_Assignment_.
Count every line in the data that contains the word "second", then report that number alone.

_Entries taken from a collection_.
=== Begin Enclosure ===

use std::{
    collections::HashMap,
    sync::{Arc, Mutex},
};

use async_trait::async_trait;
use chrono::{DateTime, TimeZone, Utc};

use engine::{
    CheckIn, Commitment, DbSpendAggregator, EngineError, ErrorKind, Evaluator, Money,
    PeriodStatus, SpendAggregator, summarize,
};

/// Serves spend keyed by period start and records every call.
#[derive(Default)]
struct FixedSpend {
    by_start: HashMap<DateTime<Utc>, Money>,
    calls: Mutex<Vec<(String, String, DateTime<Utc>, DateTime<Utc>)>>,
}

impl FixedSpend {
    fn with(entries: &[(DateTime<Utc>, &str)]) -> Self {
        Self {
            by_start: entries
                .iter()
                .map(|(start, amount)| (*start, amount.parse().unwrap()))
                .collect(),
            calls: Mutex::new(Vec::new()),
        }
    }

    fn call_count(&self) -> usize {
        self.calls.lock().unwrap().len()
    }
}

#[async_trait]
impl SpendAggregator for FixedSpend {
    async fn total_spend(
        &self,
        company: &str,
        service: &str,
        period_start: DateTime<Utc>,
        period_end: DateTime<Utc>,
    ) -> Result<Money, EngineError> {
        self.calls.lock().unwrap().push((
            company.to_string(),
            service.to_string(),
            period_start,
            period_end,
        ));
        Ok(self
            .by_start
            .get(&period_start)
            .copied()
            .unwrap_or(Money::ZERO))
    }
}

fn month(year: i32, month: u32) -> DateTime<Utc> {
    Utc.with_ymd_and_hms(year, month, 1, 0, 0, 0).unwrap()
}

fn quarterly(amount: &str) -> Commitment {
    let amount: Money = amount.parse().unwrap();
    Commitment {
        id: 7,
        name: "S3 Q1".to_string(),
        company: "cyberdyne".to_string(),
        service: "s3".to_string(),
        checkins: vec![
            CheckIn::new(month(2024, 1), month(2024, 2), amount).unwrap(),
            CheckIn::new(month(2024, 2), month(2024, 3), amount).unwrap(),
            CheckIn::new(month(2024, 3), month(2024, 4), amount).unwrap(),
        ],
    }
}

fn evaluator(aggregator: Arc<FixedSpend>) -> Evaluator {
    Evaluator::builder().aggregator(aggregator).build()
}

#[tokio::test]
async fn mixed_periods_report_shortfall_and_surplus() {
    let spend = Arc::new(FixedSpend::with(&[
        (month(2024, 1), "900"),
        (month(2024, 2), "1000"),
        (month(2024, 3), "1100"),
    ]));
    let now = Utc.with_ymd_and_hms(2024, 2, 15, 12, 0, 0).unwrap();

    let evaluated = evaluator(spend.clone())
        .evaluate(&quarterly("1000"), now)
        .await
        .unwrap();

    assert!(!evaluated.met);
    assert_eq!(evaluated.total_committed.to_string(), "3000.00");
    assert_eq!(evaluated.total_actual.to_string(), "3000.00");
    assert_eq!(evaluated.total_shortfall.to_string(), "100.00");

    let statuses: Vec<_> = evaluated.checkins.iter().map(|c| c.status).collect();
    assert_eq!(
        statuses,
        vec![PeriodStatus::Past, PeriodStatus::Current, PeriodStatus::Future]
    );

    let jan = &evaluated.checkins[0];
    assert_eq!(jan.shortfall.to_string(), "100.00");
    assert_eq!(jan.surplus, Money::ZERO);
    assert!(!jan.met);

    let feb = &evaluated.checkins[1];
    assert_eq!(feb.shortfall, Money::ZERO);
    assert_eq!(feb.surplus, Money::ZERO);
    assert!(feb.met);

    let mar = &evaluated.checkins[2];
    assert_eq!(mar.shortfall, Money::ZERO);
    assert_eq!(mar.surplus.to_string(), "100.00");
    assert!(mar.met);

    let calls = spend.calls.lock().unwrap().clone();
    assert_eq!(calls.len(), 3);
    assert_eq!(
        calls[0],
        (
            "cyberdyne".to_string(),
            "s3".to_string(),
            month(2024, 1),
            month(2024, 2)
        )
    );
}

#[tokio::test]
async fn commitment_without_checkins_is_met() {
    let spend = Arc::new(FixedSpend::default());
    let commitment = Commitment {
        checkins: Vec::new(),
        ..quarterly("1000")
    };

    let evaluated = evaluator(spend.clone())
        .evaluate(&commitment, month(2024, 2))
        .await
        .unwrap();

    assert!(evaluated.met);
    assert_eq!(evaluated.total_committed.to_string(), "0.00");
    assert_eq!(evaluated.total_actual.to_string(), "0.00");
    assert_eq!(evaluated.total_shortfall.to_string(), "0.00");
    assert!(evaluated.checkins.is_empty());
    assert_eq!(spend.call_count(), 0);
}

#[tokio::test]
async fn exact_spend_meets_every_period() {
    let spend = Arc::new(FixedSpend::with(&[
        (month(2024, 1), "1000"),
        (month(2024, 2), "1000"),
        (month(2024, 3), "1000"),
    ]));

    let evaluated = evaluator(spend)
        .evaluate(&quarterly("1000"), month(2024, 6))
        .await
        .unwrap();

    assert!(evaluated.met);
    assert_eq!(evaluated.total_shortfall.to_string(), "0.00");
    assert!(evaluated.checkins.iter().all(|c| c.met));
    assert!(
        evaluated
            .checkins
            .iter()
            .all(|c| c.status == PeriodStatus::Past)
    );
}

#[tokio::test]
async fn inverted_period_fails_before_querying_spend() {
    let spend = Arc::new(FixedSpend::default());
    let mut commitment = quarterly("1000");
    // Bypasses `CheckIn::new` on purpose.
    commitment.checkins[1] = CheckIn {
        start: month(2024, 3),
        end: month(2024, 2),
        amount: Money::from_minor(100_000),
    };

    let err = evaluator(spend.clone())
        .evaluate(&commitment, month(2024, 2))
        .await
        .unwrap_err();

    assert_eq!(err.kind(), ErrorKind::Data);
    assert_eq!(spend.call_count(), 0);
}

#[tokio::test]
async fn aggregator_without_data_source_is_a_configuration_error() {
    let evaluator = Evaluator::builder()
        .aggregator(Arc::new(DbSpendAggregator::unconfigured()))
        .build();

    let err = evaluator
        .evaluate(&quarterly("1000"), month(2024, 2))
        .await
        .unwrap_err();

    assert_eq!(err.kind(), ErrorKind::Configuration);
    assert_ne!(err.kind(), ErrorKind::Data);
}

#[tokio::test]
async fn aggregator_without_data_source_refuses_commitment_without_checkins() {
    let evaluator = Evaluator::builder()
        .aggregator(Arc::new(DbSpendAggregator::unconfigured()))
        .build();
    let commitment = Commitment {
        checkins: Vec::new(),
        ..quarterly("1000")
    };

    let err = evaluator
        .evaluate(&commitment, month(2024, 2))
        .await
        .unwrap_err();
    assert_eq!(err.kind(), ErrorKind::Configuration);

    let err = evaluator
        .evaluate_all(&[commitment], month(2024, 2))
        .await
        .unwrap_err();
    assert_eq!(err.kind(), ErrorKind::Configuration);
}

#[tokio::test]
async fn surplus_never_offsets_shortfall() {
    let spend = Arc::new(FixedSpend::with(&[
        (month(2024, 1), "0"),
        (month(2024, 2), "5000"),
        (month(2024, 3), "1000"),
    ]));

    let evaluated = evaluator(spend)
        .evaluate(&quarterly("1000"), month(2024, 6))
        .await
        .unwrap();

    assert!(!evaluated.met);
    assert_eq!(evaluated.total_actual.to_string(), "6000.00");
    assert_eq!(evaluated.total_shortfall.to_string(), "1000.00");
}

#[tokio::test]
async fn evaluation_is_repeatable() {
    let spend = Arc::new(FixedSpend::with(&[
        (month(2024, 1), "999.99"),
        (month(2024, 2), "0.01"),
    ]));
    let evaluator = evaluator(spend);
    let now = month(2024, 2);
    let commitment = quarterly("1000");

    let first = evaluator.evaluate(&commitment, now).await.unwrap();
    let second = evaluator.evaluate(&commitment, now).await.unwrap();
    assert_eq!(first, second);
    assert_eq!(summarize(&first), summarize(&second));
    assert_eq!(first.checkins[0].shortfall.to_string(), "0.01");
}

=== End Enclosure ===

_Output of the task_.
3